PhD in Economics

Scott Beaulier, 2004

Scott Beaulier

What work are you doing now?

I'm Dean of the College of Business at North Dakota State University. We are a Top 100 public university, and I'm quite possibly the youngest business dean in America at the moment.

What do you like about it?

I love the day-to-day variation in the work I do, the challenges that pop up unexpectedly, and the focus required on thinking about the long-term value we are adding to our student programs. Some days, I feel like an external facing CEO of a large organization and other days I'm engaged in detailed operational decisions that affect our curriculum. No two days are the same, and I'm constantly forced to dig deep into my own training and also learn new things to be at the top of my game.

How did your degree in the college prepare you to do this work?

The economics program at George Mason University is second to none in terms of its applied focus and focus on "daring to be different." I got the chance to work with great people--two Nobel laureates plus public intellectuals like Tyler Cowen and Pete Boettke. There's no place like Mason, and that intellectual environment helped crystallize my ability to think like an economist, which is how I'm wired to think and approach almost every issue I face in my current role.

What advice would you give current students about developing their careers?

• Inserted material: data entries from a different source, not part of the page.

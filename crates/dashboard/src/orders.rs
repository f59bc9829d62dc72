//! Order listing and status changes.

use serde_json::json;

use shopdesk_audit::{AuditAction, AuditStore, record};
use shopdesk_auth::{AccessPolicy, UserContext};
use shopdesk_catalog::CatalogStore;
use shopdesk_core::{DomainError, DomainResult, OrderId, OwnershipMode, Settings};
use shopdesk_orders::{
    Order, OrderStatus, OrderStore, OwnershipIndex, accessible_product_ids, order_line_ownerships,
};

pub const PER_PAGE: usize = 20;

#[derive(Debug, Clone)]
pub struct OrderQuery {
    /// 1-based.
    pub page: usize,
    pub search: String,
    pub status: Option<OrderStatus>,
}

impl Default for OrderQuery {
    fn default() -> Self {
        Self {
            page: 1,
            search: String::new(),
            status: None,
        }
    }
}

#[derive(Debug, Clone, PartialEq)]
pub struct OrderPage {
    pub rows: Vec<Order>,
    pub total: usize,
}

/// Orders visible to `user`, newest first.
///
/// Restricted partners go through the cached ownership index; everyone else
/// gets the plain listing. The search box matches digits against the order
/// id, which is how customers quote order numbers.
pub fn list_orders(
    user: &UserContext,
    settings: &Settings,
    catalog: &dyn CatalogStore,
    orders: &dyn OrderStore,
    index: &OwnershipIndex,
    query: &OrderQuery,
) -> DomainResult<OrderPage> {
    let policy = AccessPolicy::new(settings);
    if !policy.can_access_dashboard(Some(user)) {
        return Err(DomainError::PermissionDenied);
    }

    let page = query.page.max(1);

    if policy.is_partner(Some(user)) && settings.ownership_mode == OwnershipMode::Restricted {
        let scope = accessible_product_ids(catalog, user.id);
        let ids = index.accessible_order_ids(
            orders,
            user.id,
            &scope,
            &query.search,
            query.status.as_ref(),
        );
        let total = ids.len();
        let rows = ids
            .into_iter()
            .skip((page - 1) * PER_PAGE)
            .take(PER_PAGE)
            .filter_map(|id| orders.order(id))
            .collect();
        return Ok(OrderPage { rows, total });
    }

    let digits: String = query.search.chars().filter(|c| c.is_ascii_digit()).collect();
    let mut rows = orders.orders(query.status.as_ref());
    if !digits.is_empty() {
        rows.retain(|o| o.id.as_u64().to_string().contains(&digits));
    }

    let total = rows.len();
    let rows = rows
        .into_iter()
        .skip((page - 1) * PER_PAGE)
        .take(PER_PAGE)
        .collect();
    Ok(OrderPage { rows, total })
}

/// Move an order to `new_status` on behalf of `user`.
///
/// The status must come from `valid_statuses`, the platform's registered set
/// for this request. Partners additionally need the settings toggle and
/// visibility of the order; an invisible order reads as missing.
#[allow(clippy::too_many_arguments)]
pub fn update_order_status(
    user: &UserContext,
    settings: &Settings,
    catalog: &dyn CatalogStore,
    orders: &mut dyn OrderStore,
    audit: &mut dyn AuditStore,
    index: &OwnershipIndex,
    order_id: OrderId,
    new_status: OrderStatus,
    note: Option<String>,
    valid_statuses: &[OrderStatus],
) -> DomainResult<()> {
    let policy = AccessPolicy::new(settings);
    if !policy.can_access_dashboard(Some(user)) {
        return Err(DomainError::PermissionDenied);
    }
    if !settings.allow_order_status_update && !user.manage_all {
        return Err(DomainError::PermissionDenied);
    }

    let Some(order) = orders.order(order_id) else {
        return Err(DomainError::NotFound);
    };
    let owners = order_line_ownerships(catalog, &order);
    if !policy.can_view_order(Some(user), &owners) {
        return Err(DomainError::NotFound);
    }

    if !valid_statuses.contains(&new_status) {
        return Err(DomainError::validation(format!(
            "unknown order status {new_status}"
        )));
    }

    let old_status = order.status.clone();
    orders.set_status(order_id, new_status.clone())?;
    if let Some(note) = note {
        orders.add_note(order_id, note)?;
    }

    record(
        audit,
        user.id,
        AuditAction::ORDER_STATUS_CHANGE,
        order_id.as_u64(),
        "order",
        &json!({ "status": old_status }),
        &json!({ "status": new_status }),
    )?;
    index.bump();
    tracing::info!(order = %order_id, from = %old_status, to = %new_status, "order status updated");
    Ok(())
}
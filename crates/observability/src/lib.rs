//! `shopdesk-observability` — tracing setup for binaries and tests.

use tracing_subscriber::EnvFilter;

/// Install the global subscriber. `RUST_LOG` controls the filter; the
/// default is `info`. Safe to call more than once (later calls are no-ops),
/// which is what tests need.
pub fn init() {
    let filter = EnvFilter::try_from_default_env().unwrap_or_else(|_| EnvFilter::new("info"));
    let _ = tracing_subscriber::fmt()
        .with_env_filter(filter)
        .json()
        .try_init();
}

/// Human-readable output for local development.
pub fn init_pretty() {
    let filter = EnvFilter::try_from_default_env().unwrap_or_else(|_| EnvFilter::new("debug"));
    let _ = tracing_subscriber::fmt()
        .with_env_filter(filter)
        .try_init();
}
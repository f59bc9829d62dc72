//! `shopdesk-approvals` — change-approval queue for product edits.
//!
//! When approval is required, a partner's edit is captured as a pending
//! [`request::ChangeRequest`] holding the before-snapshot and the proposed
//! payload as JSON. A reviewer approves (payload is applied to the live
//! catalog) or rejects; either way the request reaches a terminal state
//! exactly once.

pub mod diff;
pub mod memory;
pub mod request;
pub mod store;
pub mod workflow;

pub use diff::{FieldChange, TRACKED_FIELDS, build_diff};
pub use memory::MemoryApprovals;
pub use request::{ChangeRequest, ChangeRequestView, RequestStatus};
pub use store::ApprovalStore;
pub use workflow::{Decision, create_request, requests, review};
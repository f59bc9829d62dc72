//! `shopdesk-audit` — append-only activity trail.
//!
//! Every mutation that goes through the dashboard is recorded with its actor,
//! the object touched and before/after snapshots. Entries are never edited or
//! deleted; the query surface is filter + whitelisted sort + pagination.

pub mod entry;
pub mod memory;
pub mod query;
pub mod store;

pub use entry::{AuditAction, AuditEntry, NewAuditEntry};
pub use memory::MemoryAudit;
pub use query::{AuditFilters, AuditPage, AuditQuery, SortColumn, SortOrder};
pub use store::{AuditStore, record};
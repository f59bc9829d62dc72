//! `shopdesk-core` — shared domain foundation.
//!
//! Identifier newtypes, the domain error model, per-request settings and the
//! ownership primitive consumed by every other crate. No IO, no storage.

pub mod error;
pub mod id;
pub mod ownership;
pub mod settings;

pub use error::{DomainError, DomainResult};
pub use id::{AuditEntryId, OrderId, ProductId, RequestId, UserId, VariantId};
pub use ownership::Ownership;
pub use settings::{EditableField, OwnershipMode, Settings};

Read. A lot. And, read far away from your field of study--it's amazing to me how often I'm drawing from literature, the great books, and research in other fields when working my way through a problem. Tune out the constant praise and satisfaction that comes from putting out a small fire--it's the long-term, bigger goals that are the ones that really define success; in other words, there are many ways we can be busy, busy, busy, but there are only a few paths to transformative results. I'm interested in the latter. Be brilliant with the basics.